We compare ourselves in every corner of our lives, from jobs and relationships to looks and possessions. But oftentimes, we take it too far, which can result in a direct hit to our self-esteem, Fincke says, among other harmful effects.
As Brené Brown writes in her book “Atlas of the Heart,” research shows comparison can negatively impact “our self-concept, our level of aspiration, and our feelings of well-being.” We use comparison to evaluate how well we did in the past and present, notes Brown, and we also use it to predict how well we’ll do in the future. In short, writes Brown: “This means significant parts of our lives, including our future, are shaped by comparing ourselves to others.”
While comparison might come naturally to us, we can stop it from directing our lives and driving down our self-esteem. Here’s how to get started.
Catch your thoughts.
Because comparison is a natural act that we do without consciousness, the first step is to make it conscious, Fincke says. Once you’re aware that you’re doing this, you can address it.
To start, pinpoint the situations in which your comparison thoughts typically come up or increase in number. For example, while scrolling social media, pay attention to the thoughts that arise as you view different posts and images.
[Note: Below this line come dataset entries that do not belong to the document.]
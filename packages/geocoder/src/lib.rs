#![cfg_attr(feature = "fail-on-warnings", deny(warnings))]
#![warn(clippy::all, clippy::pedantic, clippy::nursery, clippy::cargo)]
#![allow(clippy::multiple_crate_versions, clippy::cargo_common_metadata)]

//! Icelandic address geocoder.
//!
//! Resolves free-form and structured Icelandic addresses against the
//! canonical address table:
//!
//! 1. **Scanning** ([`tokenize`]): finds `"Street number, postcode"`
//!    fragments in running text by word shape alone.
//! 2. **Parsing** ([`vocabulary`]): turns one address string into a
//!    candidate key using the table's vocabulary and the administrative
//!    alias map.
//! 3. **Point lookups** ([`coordinates`]): exact, street mean or postcode
//!    mean coordinates.
//! 4. **Batch resolution** ([`engine`]): exact key matches, then a
//!    narrowed partial-key search for the rest.
//!
//! Everything is built once in [`Geocoder::new`] and is read-only
//! afterwards, so a `Geocoder` can be shared between threads.
//!
//! # Usage
//!
//! ```rust,no_run
//! # fn example() -> Result<(), Box<dyn std::error::Error>> {
//! use stadfang_geocoder::Geocoder;
//! use stadfang_registry::RegistryConfig;
//!
//! let config = RegistryConfig {
//!     table_path: "data/stadfang.csv".to_string(),
//!     ..RegistryConfig::default()
//! };
//! let geocoder = Geocoder::from_config(&config)?;
//! for address in geocoder.resolve_text(&["Laugavegur 22, 101 Reykjavík"]) {
//!     println!("{} {:?}", address.postcode, address.coordinates);
//! }
//! # Ok(())
//! # }
//! ```

pub mod coordinates;
pub mod engine;
pub mod hydrate;
pub mod structured;
pub mod tokenize;
pub mod vocabulary;

use std::collections::HashMap;
use std::io::{Read, Write};
use std::sync::Arc;

use stadfang_registry::{
    AdministrativeAliasMap, CanonicalTable, Coordinates, FullMatch, QueryRow, RegistryConfig,
    RegistryError, ResolvedAddress, postcodes,
};
use thiserror::Error;

use coordinates::CoordinateIndex;
use engine::QueryEngine;
use hydrate::{HydrateOptions, HydrateSummary};
use structured::{StreetForms, StructuredQuery};
use vocabulary::VocabularyParser;

pub use tokenize::parse_text;

/// Errors from malformed queries or loading the table.
///
/// Addresses that cannot be resolved are not errors; they produce empty
/// output rows.
#[derive(Debug, Error)]
pub enum QueryError {
    /// A required input column is absent.
    #[error("Missing required column: {column}")]
    MissingColumn {
        /// Name of the missing column.
        column: String,
    },

    /// Parallel input columns differ in length.
    #[error("Column {column} has {actual} values, expected {expected}")]
    LengthMismatch {
        column: String,
        expected: usize,
        actual: usize,
    },

    /// A CSV row has more fields than its header.
    #[error("Line {line} has {actual} fields, header has {expected}")]
    RaggedRow {
        line: u64,
        expected: usize,
        actual: usize,
    },

    /// Loading the canonical table failed.
    #[error("Registry error: {0}")]
    Registry(#[from] RegistryError),

    /// CSV error.
    #[error("CSV error: {0}")]
    Csv(#[from] csv::Error),

    /// I/O error.
    #[error("I/O error: {0}")]
    Io(#[from] std::io::Error),
}

/// All lookup structures built over one canonical table.
#[derive(Debug, Clone)]
pub struct Geocoder {
    table: Arc<CanonicalTable>,
    index: CoordinateIndex,
    parser: VocabularyParser,
    engine: QueryEngine,
    streets: StreetForms,
}

impl Geocoder {
    /// Builds the coordinate index, parser vocabulary and query engine.
    #[must_use]
    pub fn new(table: CanonicalTable, aliases: AdministrativeAliasMap) -> Self {
        let table = Arc::new(table);

        let index = CoordinateIndex::build(&table);
        let parser = VocabularyParser::from_table(&table, aliases);
        let streets = StreetForms::build(&table);
        let engine = QueryEngine::new(Arc::clone(&table));

        log::info!("Geocoder ready: {} addresses", table.len());

        Self {
            table,
            index,
            parser,
            engine,
            streets,
        }
    }

    /// Loads the table and aliases named by `config`.
    ///
    /// # Errors
    ///
    /// Returns an error if the table cannot be loaded.
    pub fn from_config(config: &RegistryConfig) -> Result<Self, QueryError> {
        let table = stadfang_registry::load(config)?;
        Ok(Self::new(table, stadfang_registry::aliases(config)))
    }

    #[must_use]
    pub fn table(&self) -> &CanonicalTable {
        &self.table
    }

    /// Coordinates for a postcode, optionally narrowed by street and house
    /// number, falling back to the street and postcode means.
    #[must_use]
    pub fn single_lookup(
        &self,
        postcode: &str,
        street: Option<&str>,
        house_nr: Option<&str>,
    ) -> Option<Coordinates> {
        self.index.single(postcode, street, house_nr)
    }

    /// Element-wise [`Self::single_lookup`] over parallel columns.
    ///
    /// # Errors
    ///
    /// Returns [`QueryError::LengthMismatch`] if the columns differ in
    /// length.
    pub fn coordinates_from_array<P, S, H>(
        &self,
        postcodes: &[P],
        streets: &[S],
        house_nrs: &[H],
    ) -> Result<Vec<Option<Coordinates>>, QueryError>
    where
        P: AsRef<str>,
        S: AsRef<str>,
        H: AsRef<str>,
    {
        self.index
            .coordinates_from_array(postcodes, streets, house_nrs)
    }

    /// Scans `text` and attaches coordinates and the postcode's
    /// municipality to every match.
    pub fn scan_text<'a>(&'a self, text: &'a str) -> impl Iterator<Item = FullMatch> + 'a {
        tokenize::parse_text(text).map(move |m| {
            let postcode = m.postcode.as_deref().unwrap_or_default();
            FullMatch {
                coordinates: self.index.single(
                    postcode,
                    m.street.as_deref(),
                    m.house_nr.as_deref(),
                ),
                municipality: postcodes::municipality(postcode).map(ToString::to_string),
                postcode: m.postcode,
                street: m.street,
                house_nr: m.house_nr,
            }
        })
    }

    /// The first [`Self::scan_text`] match of each text, or `None`.
    #[must_use]
    pub fn hydrate_text_array<S: AsRef<str>>(&self, texts: &[S]) -> Vec<Option<FullMatch>> {
        texts
            .iter()
            .map(|text| self.scan_text(text.as_ref()).next())
            .collect()
    }

    /// Resolves prepared query rows.
    #[must_use]
    pub fn resolve_batch(&self, rows: &[QueryRow]) -> Vec<ResolvedAddress> {
        self.engine.resolve(rows)
    }

    /// Parses and resolves address strings, one output row per input.
    #[must_use]
    pub fn resolve_text<S: AsRef<str>>(&self, texts: &[S]) -> Vec<ResolvedAddress> {
        let mut identities: HashMap<&str, usize> = HashMap::new();

        let rows: Vec<QueryRow> = texts
            .iter()
            .enumerate()
            .map(|(order, text)| {
                let text = text.as_ref().trim();
                let next = identities.len();
                let identity = *identities.entry(text).or_insert(next);
                QueryRow {
                    key: self.parser.parse(text),
                    order,
                    identity,
                    query: Some(text.to_string()),
                }
            })
            .collect();

        self.engine.resolve(&rows)
    }

    /// Resolves structured queries. Dative street names are accepted and
    /// a missing municipality is derived from the postcode.
    #[must_use]
    pub fn resolve_structured(&self, queries: &[StructuredQuery]) -> Vec<ResolvedAddress> {
        self.engine.resolve(&self.streets.to_rows(queries))
    }

    /// Resolves every address fragment found in a block of text.
    #[must_use]
    pub fn query_text_body(&self, text: &str) -> Vec<ResolvedAddress> {
        let queries: Vec<StructuredQuery> = tokenize::parse_text(text)
            .map(|m| StructuredQuery {
                postcode: m.postcode.unwrap_or_default(),
                street: m.street.unwrap_or_default(),
                house_nr: m.house_nr.unwrap_or_default(),
                municipality: None,
            })
            .collect();
        self.resolve_structured(&queries)
    }

    /// Hydrates a CSV table. See [`hydrate::hydrate_csv`].
    ///
    /// # Errors
    ///
    /// Returns an error if the table lacks the address columns or cannot
    /// be read or written.
    pub fn hydrate_csv(
        &self,
        reader: impl Read,
        writer: impl Write,
        options: &HydrateOptions,
    ) -> Result<HydrateSummary, QueryError> {
        hydrate::hydrate_csv(self, reader, writer, options)
    }
}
Or when you’re working out, zero in on your inner dialogue as you scan the room.
Focus on your strengths.
Once you recognize what you’re doing, your instinct might be to berate yourself or feel bad, Fincke says. “Instead, give yourself a pause, and gently change the focus toward your strengths,” she says.
For example, name three great things about yourself that you’re proud of. Not sure what those might be? Ask a friend or family member to share something they love about you. “We spend so much time defaulting to the negative,” says Fincke. “Remind yourself of what you do well and what you’re strong at.”
As thoughts pop up comparing yourself to others, remind yourself that “you’re not getting the full picture at any time,” Fincke says. We rarely have all the information to understand a situation, even when we’re close with someone, because we simply don’t know the inner workings of people’s lives. What appears “perfect” most likely isn’t.
Also, everyone has strengths and weaknesses. So while your colleague might produce incredibly creative work, they might have a hard time meeting deadlines or practicing empathy—two skills at which you excel. Let’s be honest: No one has it all figured out.
Shift the energy.
When we compare, we spend a lot of energy on others and their worlds, Fincke says. “Instead, use that energy to get super clear on where you want to go,” she says.
Make comparison less powerful by focusing on your personal desires and goals. Ask yourself: What is one new habit I’d like to cultivate or goal I’d like to achieve? Identify why it’s important to you, and break it down into smaller parts. Then get started.
Create a confidence-building ritual.
When you feel insecure, you’re more likely to compare yourself to others. Buffer against comparison by boosting your self-confidence first thing in the morning. Find a practice or two that raises your sense-of-self and resonates with you.
For example, create your own affirmation and repeat it every morning. Listen daily to the Visualize Your Success Meditation. Or try your own visualization. Fincke pictures her most confident self standing in front of her, imagining exactly what she looks like and how she feels. Then Fincke visualizes putting her hands on this confident self’s shoulders and receiving empowering, strong energy from her.
Seek additional support.
“Comparison can go hand in hand with anxiety and depression,” Fincke says. If you find yourself stuck in this cycle, it might be time to see a mental health professional.